WHAT TO DO:
Below are the records. Gather each line that holds "bitmap".

EXCERPTED RECORDS:
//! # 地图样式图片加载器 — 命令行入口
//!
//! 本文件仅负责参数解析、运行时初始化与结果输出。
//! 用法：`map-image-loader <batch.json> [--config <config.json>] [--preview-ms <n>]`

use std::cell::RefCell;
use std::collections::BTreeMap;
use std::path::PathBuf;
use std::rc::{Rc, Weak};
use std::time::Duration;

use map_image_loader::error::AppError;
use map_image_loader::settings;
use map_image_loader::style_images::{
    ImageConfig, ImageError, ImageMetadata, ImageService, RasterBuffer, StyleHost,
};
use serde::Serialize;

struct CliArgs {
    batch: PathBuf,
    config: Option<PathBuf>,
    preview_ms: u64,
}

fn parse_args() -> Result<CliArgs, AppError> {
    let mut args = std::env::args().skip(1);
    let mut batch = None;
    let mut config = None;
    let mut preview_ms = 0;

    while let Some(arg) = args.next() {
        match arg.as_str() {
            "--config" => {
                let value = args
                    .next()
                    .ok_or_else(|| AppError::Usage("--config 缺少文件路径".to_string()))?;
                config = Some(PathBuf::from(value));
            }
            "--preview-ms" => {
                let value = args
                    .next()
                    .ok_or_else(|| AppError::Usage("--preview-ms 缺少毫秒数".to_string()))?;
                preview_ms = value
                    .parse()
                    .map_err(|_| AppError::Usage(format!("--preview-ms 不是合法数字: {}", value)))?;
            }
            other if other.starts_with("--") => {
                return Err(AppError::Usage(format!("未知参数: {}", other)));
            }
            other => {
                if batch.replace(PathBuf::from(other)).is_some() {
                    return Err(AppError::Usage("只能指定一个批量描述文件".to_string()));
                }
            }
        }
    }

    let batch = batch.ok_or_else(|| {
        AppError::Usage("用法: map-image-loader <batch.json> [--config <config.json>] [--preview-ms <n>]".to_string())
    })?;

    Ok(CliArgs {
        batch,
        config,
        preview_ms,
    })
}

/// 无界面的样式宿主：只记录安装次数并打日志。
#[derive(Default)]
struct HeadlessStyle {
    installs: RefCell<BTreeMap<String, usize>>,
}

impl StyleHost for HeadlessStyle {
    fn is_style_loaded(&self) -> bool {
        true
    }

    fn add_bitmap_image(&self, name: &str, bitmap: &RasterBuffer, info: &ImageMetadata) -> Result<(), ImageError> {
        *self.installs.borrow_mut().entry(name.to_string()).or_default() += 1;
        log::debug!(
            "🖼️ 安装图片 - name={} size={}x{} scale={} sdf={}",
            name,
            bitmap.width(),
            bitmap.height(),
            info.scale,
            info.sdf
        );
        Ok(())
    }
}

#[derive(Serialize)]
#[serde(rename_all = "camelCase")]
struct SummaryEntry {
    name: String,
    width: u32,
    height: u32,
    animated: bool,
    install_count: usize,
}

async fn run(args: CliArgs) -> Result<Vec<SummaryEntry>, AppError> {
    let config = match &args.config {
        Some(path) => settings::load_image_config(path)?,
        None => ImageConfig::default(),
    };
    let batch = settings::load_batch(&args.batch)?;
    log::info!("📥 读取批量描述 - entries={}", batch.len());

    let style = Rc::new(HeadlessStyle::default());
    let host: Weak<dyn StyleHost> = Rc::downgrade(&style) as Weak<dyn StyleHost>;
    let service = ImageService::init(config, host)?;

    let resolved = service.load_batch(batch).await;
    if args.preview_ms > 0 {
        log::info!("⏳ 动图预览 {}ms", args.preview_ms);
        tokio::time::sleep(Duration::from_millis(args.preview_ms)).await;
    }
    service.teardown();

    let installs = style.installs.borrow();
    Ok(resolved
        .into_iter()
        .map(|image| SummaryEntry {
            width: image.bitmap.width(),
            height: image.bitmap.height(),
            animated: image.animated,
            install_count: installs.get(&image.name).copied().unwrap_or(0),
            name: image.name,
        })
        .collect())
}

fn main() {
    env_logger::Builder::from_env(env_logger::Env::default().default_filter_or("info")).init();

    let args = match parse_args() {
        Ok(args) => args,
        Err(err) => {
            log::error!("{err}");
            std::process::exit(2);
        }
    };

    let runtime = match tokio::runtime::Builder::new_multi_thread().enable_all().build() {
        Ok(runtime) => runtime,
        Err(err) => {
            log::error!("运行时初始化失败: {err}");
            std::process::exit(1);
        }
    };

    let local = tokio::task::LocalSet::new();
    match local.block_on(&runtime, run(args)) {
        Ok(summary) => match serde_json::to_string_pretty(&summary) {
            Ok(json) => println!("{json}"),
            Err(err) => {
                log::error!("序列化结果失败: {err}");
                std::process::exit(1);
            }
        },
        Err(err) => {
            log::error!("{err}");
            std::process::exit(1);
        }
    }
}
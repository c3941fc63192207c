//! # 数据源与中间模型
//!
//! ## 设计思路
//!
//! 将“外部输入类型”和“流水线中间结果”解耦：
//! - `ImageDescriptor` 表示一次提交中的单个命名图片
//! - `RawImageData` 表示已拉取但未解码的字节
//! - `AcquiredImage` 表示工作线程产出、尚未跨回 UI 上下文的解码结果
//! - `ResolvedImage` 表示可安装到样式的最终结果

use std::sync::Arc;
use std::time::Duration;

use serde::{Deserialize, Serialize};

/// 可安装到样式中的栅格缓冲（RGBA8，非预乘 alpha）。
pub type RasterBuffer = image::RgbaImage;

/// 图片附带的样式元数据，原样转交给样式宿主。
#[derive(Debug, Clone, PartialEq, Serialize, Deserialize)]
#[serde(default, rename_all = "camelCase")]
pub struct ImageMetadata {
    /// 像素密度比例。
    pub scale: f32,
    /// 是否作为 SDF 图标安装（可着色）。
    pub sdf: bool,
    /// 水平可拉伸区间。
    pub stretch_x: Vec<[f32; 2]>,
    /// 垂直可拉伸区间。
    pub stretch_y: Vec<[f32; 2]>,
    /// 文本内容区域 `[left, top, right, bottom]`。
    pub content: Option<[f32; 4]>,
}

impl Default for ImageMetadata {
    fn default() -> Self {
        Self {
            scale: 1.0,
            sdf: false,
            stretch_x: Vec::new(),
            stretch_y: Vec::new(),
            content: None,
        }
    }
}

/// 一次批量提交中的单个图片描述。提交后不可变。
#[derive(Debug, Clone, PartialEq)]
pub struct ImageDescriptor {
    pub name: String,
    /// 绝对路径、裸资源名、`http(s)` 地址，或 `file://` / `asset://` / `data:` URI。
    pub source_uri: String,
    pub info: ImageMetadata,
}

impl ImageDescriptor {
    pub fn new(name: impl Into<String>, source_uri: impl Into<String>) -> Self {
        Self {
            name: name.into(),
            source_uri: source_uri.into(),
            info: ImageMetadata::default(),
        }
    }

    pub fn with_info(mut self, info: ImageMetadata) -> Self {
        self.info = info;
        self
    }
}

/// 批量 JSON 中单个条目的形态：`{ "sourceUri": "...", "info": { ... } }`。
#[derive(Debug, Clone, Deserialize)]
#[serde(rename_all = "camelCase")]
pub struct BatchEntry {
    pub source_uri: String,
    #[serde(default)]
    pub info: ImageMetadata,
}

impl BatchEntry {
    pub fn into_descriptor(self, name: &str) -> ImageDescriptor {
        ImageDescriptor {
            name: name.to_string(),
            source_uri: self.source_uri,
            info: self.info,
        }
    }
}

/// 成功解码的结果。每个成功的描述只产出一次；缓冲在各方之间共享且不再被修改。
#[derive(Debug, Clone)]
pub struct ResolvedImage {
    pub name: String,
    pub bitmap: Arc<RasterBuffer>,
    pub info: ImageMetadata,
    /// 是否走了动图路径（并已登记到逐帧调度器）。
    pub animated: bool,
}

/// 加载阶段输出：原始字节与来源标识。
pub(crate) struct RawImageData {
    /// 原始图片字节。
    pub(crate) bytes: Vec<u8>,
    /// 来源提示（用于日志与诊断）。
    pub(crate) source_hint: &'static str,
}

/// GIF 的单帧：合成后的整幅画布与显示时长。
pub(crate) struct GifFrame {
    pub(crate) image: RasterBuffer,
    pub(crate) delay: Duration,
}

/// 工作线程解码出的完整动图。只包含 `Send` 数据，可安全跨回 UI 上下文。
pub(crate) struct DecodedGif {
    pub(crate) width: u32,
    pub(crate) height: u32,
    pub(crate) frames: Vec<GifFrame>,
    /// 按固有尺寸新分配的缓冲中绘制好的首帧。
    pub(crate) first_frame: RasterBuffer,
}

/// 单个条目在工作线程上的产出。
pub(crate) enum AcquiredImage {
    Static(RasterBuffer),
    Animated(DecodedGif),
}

WRITTEN ANSWER:
    fn add_bitmap_image(&self, name: &str, bitmap: &RasterBuffer, info: &ImageMetadata) -> Result<(), ImageError> {
            bitmap.width(),
            bitmap.height(),
            width: image.bitmap.width(),
            height: image.bitmap.height(),
    pub bitmap: Arc<RasterBuffer>,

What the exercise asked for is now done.